Hier eine kleine Tabelle zur Orientierung:
| USA |
Deutschland |
| Studio |
1 Zimmer, Kueche, Bad |
| 1 Bedroom, 1 Bath |
2 Zimmer, Kueche, Bad |
| 2 Bedroom, 1 Bath |
3 Zimmer, Kueche, Bad |
| 2 Bedroom, 2 Bath |
3 Zimmer, Kueche, 2 Baeder |
| 3 Bedroom, 2 Bath |
4 Zimmer, Kueche, 2 Baeder |
Der zweite Unterschied ist die Angabe der Groesse einer Wohnung. Diese wird naemlich in Squarefeet und nicht Quadratmeter angegeben. Die Squarefeetangabe in den USA umfasst die komplette Flaeche d.h. incl. aller Abstellraeume, Balkon/Terrasse, Kueche, Baeder, etc.
Hier wieder eine kleine Tabelle mit einigen Richtwerten:
| Quadratmeter |
Square Feet |
| 50 |
538 |
| 100 |
1076 |
| 150 |
1616 |
| 200 |
2153 |
Der dritte und wohl groesste Unterschied ist die Laufzeit von Mietvertraegen. In den USA gibt es i.d.R. Mietvertraege mit einer Maximallaufzeit von einem Jahr. Ueblich sind auch Mietvertraege von 6 Monaten oder 1 Monat. Die Miete ist guenstiger je laenger die Laufzeit. Nach Ablauf der Laufzeit unterbreitet der Vermieter dem Mieter ein neues Angebot, dabei wird die Miete entsprechend angepasst. Die Anpassung der Miete richtet sich nach der jeweiligen Marktlage und kann sich nach oben oder unten veraendern. Wir sind im Mai 2008 in die USA gegangen und haben unsere erste Wohnung im Juli 2008 gemietet. Zu diesem Zeitpunkt hatten die Mieten einen Hoechststand erreicht. Mit der Immobilien- und Wirtschaftskrise 2008/09 ist unser Vermieter, nach Ablauf des Vertrages, in 2009 mit der Miete um 300 USD runtergegangen!
TIPP: Ein Vermieter von Apartments in einem Apartmentkomplex darf nach amerikanischem Recht gleiche Apartments (d.h. Groesse und Lage des Apartments) nicht zu unterschiedlichen Preisen vermieten. D.h. wenn man in einem Apartmentkomplex wohnt und der Mietvertrag sich dem Ende neigt, sollte man schauen fuer wieviel der Vermieter gerade leerstehende Apartments anbietet, um dann abzuschaetzen, ob sein Angebot fair ist.

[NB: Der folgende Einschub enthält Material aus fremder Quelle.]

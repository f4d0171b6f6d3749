//! Ping, traceroute and support tunnel payloads.

use serde::{Deserialize, Serialize};

use crate::protocol::schema::impl_record;
use crate::protocol::vocabulary::DiagnosticStatus;

/// Start a ping from the gateway.
#[derive(Debug, Clone, PartialEq, Eq, Serialize, Deserialize)]
pub struct PingOptions {
    pub address: String,
    /// Gateway interface to ping through. Any interface when absent.
    #[serde(default, skip_serializing_if = "Option::is_none")]
    pub interface: Option<String>,
    #[serde(rename = "pingCount", default, skip_serializing_if = "Option::is_none")]
    pub ping_count: Option<u32>,
}

/// Output of the last ping. Keep polling while `status` is pending.
#[derive(Debug, Clone, PartialEq, Eq, Serialize, Deserialize)]
pub struct PingData {
    pub status: DiagnosticStatus,
    #[serde(default, skip_serializing_if = "Option::is_none")]
    pub source: Option<String>,
}

#[derive(Debug, Clone, PartialEq, Eq, Serialize, Deserialize)]
pub struct TracerouteOptions {
    pub address: String,
    #[serde(default, skip_serializing_if = "Option::is_none")]
    pub interface: Option<String>,
}

#[derive(Debug, Clone, PartialEq, Eq, Serialize, Deserialize)]
pub struct TraceRouteObject {
    pub status: DiagnosticStatus,
    #[serde(default, skip_serializing_if = "Option::is_none")]
    pub source: Option<String>,
}

/// Open a support tunnel to `hostname`.
#[derive(Debug, Clone, PartialEq, Eq, Serialize, Deserialize)]
pub struct TunnelOptions {
    pub hostname: String,
    #[serde(default, skip_serializing_if = "Option::is_none")]
    pub port: Option<u16>,
}

#[derive(Debug, Clone, PartialEq, Eq, Default, Serialize, Deserialize)]
pub struct TunnelStatus {
    /// `hostname:port` of every open tunnel.
    #[serde(default, skip_serializing_if = "Option::is_none")]
    pub hostlist: Option<Vec<String>>,
}

impl_record!(
    PingOptions,
    PingData,
    TracerouteOptions,
    TraceRouteObject,
    TunnelOptions,
    TunnelStatus,
);

#[cfg(test)]
mod tests {
    use super::*;
    use crate::protocol::schema::Record;
    use serde_json::json;

    #[test]
    fn test_ping_options_defaults_left_to_gateway() {
        let options = PingOptions {
            address: "8.8.8.8".to_string(),
            interface: None,
            ping_count: None,
        };
        assert_eq!(options.to_json().unwrap(), json!({"address": "8.8.8.8"}));
    }

    #[test]
    fn test_ping_options_require_address() {
        let err = PingOptions::from_json(&json!({"pingCount": 3})).unwrap_err();
        assert!(err.message.contains("address"));
    }

    #[test]
    fn test_traceroute_status() {
        let result = TraceRouteObject::from_json(&json!({"status": "pending"})).unwrap();
        assert_eq!(result.status, DiagnosticStatus::Pending);
        assert!(TraceRouteObject::from_json(&json!({"status": "done"})).is_err());
    }

    #[test]
    fn test_tunnel_options() {
        let options = TunnelOptions::from_json(&json!({"hostname": "support.example", "port": 2222}))
            .unwrap();
        assert_eq!(options.port, Some(2222));
        assert!(TunnelOptions::from_json(&json!({"port": 2222})).is_err());
    }
}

Im Allgemeinen variieren die Mietpreise in den USA stark. Den groessten Einfluss hat natuerlich die Gegend in die man zieht. New York (insb. Manhatten) ist teuer und Manchester-Nashua ist billig, das ist jedem einleuchtend. Jedoch gibt es auch in der gleichen Gegend gewisse Faktoren, die den Mietpreis beeinflussen koennen. Diese sind:
- Anzahl der Bedrooms
- Anzahl der Bathrooms
- Etage des Apartments (je hoeher desto teurer)

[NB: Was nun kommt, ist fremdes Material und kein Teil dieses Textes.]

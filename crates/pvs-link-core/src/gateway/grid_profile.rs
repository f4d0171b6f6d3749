use super::transport::GatewayClient;
use super::SERVER_ERROR;
use crate::error::{FailureKind, Result};
use crate::protocol::records::{
    DatalessResponse, GridProfile, GridProfileSelection, GridProfileSystemStatus,
};
use crate::protocol::Endpoints;

impl GatewayClient {
    pub async fn grid_profiles(&self) -> Result<Vec<GridProfile>> {
        self.get(Endpoints::grid_profiles(), &[])
            .await
            .map_err(|e| e.escalate(SERVER_ERROR, FailureKind::Operation, "Failed to get grid profiles"))
    }

    pub async fn grid_profile_status(&self) -> Result<GridProfileSystemStatus> {
        self.get(Endpoints::grid_profile_status(), &[])
            .await
            .map_err(|e| e.escalate(SERVER_ERROR, FailureKind::Operation, "Failed to get grid profile status"))
    }

    pub async fn set_grid_profile(&self, id: &str) -> Result<DatalessResponse> {
        let body = GridProfileSelection { id: id.to_string() };
        self.post(Endpoints::grid_profiles(), Some(&body))
            .await
            .map_err(|e| e.escalate(SERVER_ERROR, FailureKind::Operation, "Failed to set grid profile"))
    }
}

- “Amenities” (Pool, Fitnessraum, etc in einem Apartmentkomplex)
- Crime Rate (je niedriger die Kriminalitaet desto hoeher die Miete)

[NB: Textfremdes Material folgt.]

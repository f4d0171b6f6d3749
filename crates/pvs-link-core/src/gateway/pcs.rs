use super::transport::GatewayClient;
use super::SERVER_ERROR;
use crate::error::{FailureKind, Result};
use crate::protocol::records::{PcsSettings, StatusResponse};
use crate::protocol::Endpoints;

impl GatewayClient {
    pub async fn pcs_settings(&self) -> Result<PcsSettings> {
        self.get(Endpoints::pcs_settings(), &[])
            .await
            .map_err(|e| e.escalate(SERVER_ERROR, FailureKind::Operation, "Failed to get PCS settings"))
    }

    pub async fn update_pcs_settings(&self, settings: &PcsSettings) -> Result<StatusResponse> {
        self.post(Endpoints::pcs_settings(), Some(settings))
            .await
            .map_err(|e| e.escalate(SERVER_ERROR, FailureKind::Operation, "Failed to update PCS settings"))
    }
}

- Jahreszeit (Mieten sind im Sommer hoeher als im Winter)
- School District (je besser der School District desto hoher die Miete)
Hier ein paar Links die wir benutzt haben um nach einer Wohnung zu suchen:
Wie in Deutschland, so wird auch in den USA eine Mietkaution verlangt (Security Deposit), einige Vermieter verlangen eine Kreditauskunft und/oder einer Hausratsversicherung (Renters Insurance) vor Unterzeichnung des Mietvertrages.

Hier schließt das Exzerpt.